2, hard mask hardmask etches, and oxide-film dry etching, channel bottom is carved into the end.Characteristic size size can be 5 ~ 50 microns.
3, selectivity monocrystalline silicon extension 3 deposits, and makes the height of silicon epitaxy 3 be greater than hard mask hardmask surface.(here for super junction EPI extension, need to accomplish hard mask hardmaskopen, then carry out selective epitaxial process.) extension height can be 10.0-100.0 micron.

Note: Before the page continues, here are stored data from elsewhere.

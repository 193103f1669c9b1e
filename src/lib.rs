//! Rktri block store - persistent storage for chunked voxel volumes

pub mod core;
pub mod storage;
pub mod streaming;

The method of a kind of test pattern sheet silicon grinding rate of the present invention, it comprises:
1) as shown in Figure 1, measure and record graphic structure sheet specified quantitative mapping shape diverse location initial offset;
2) as shown in figs 2-4, select the pattern piece that several pieces of silicon growth thickness is suitable, with chemical-mechanical polisher, each piece of Epi epitaxial wafer is ground with different time;
3) each piece to be measured by silicon graphics structure sheet value after the offset of specified quantitative mapping shaped position (can be the optional position of silicon chip) that different time grinds and value after recording;
4) as shown in Figure 5, straight line is shown to value after the offset of each piece of silicon graphics structure sheet and the mapping of different milling times.The slope K of this straight line is the grinding rate in silicon chip any position.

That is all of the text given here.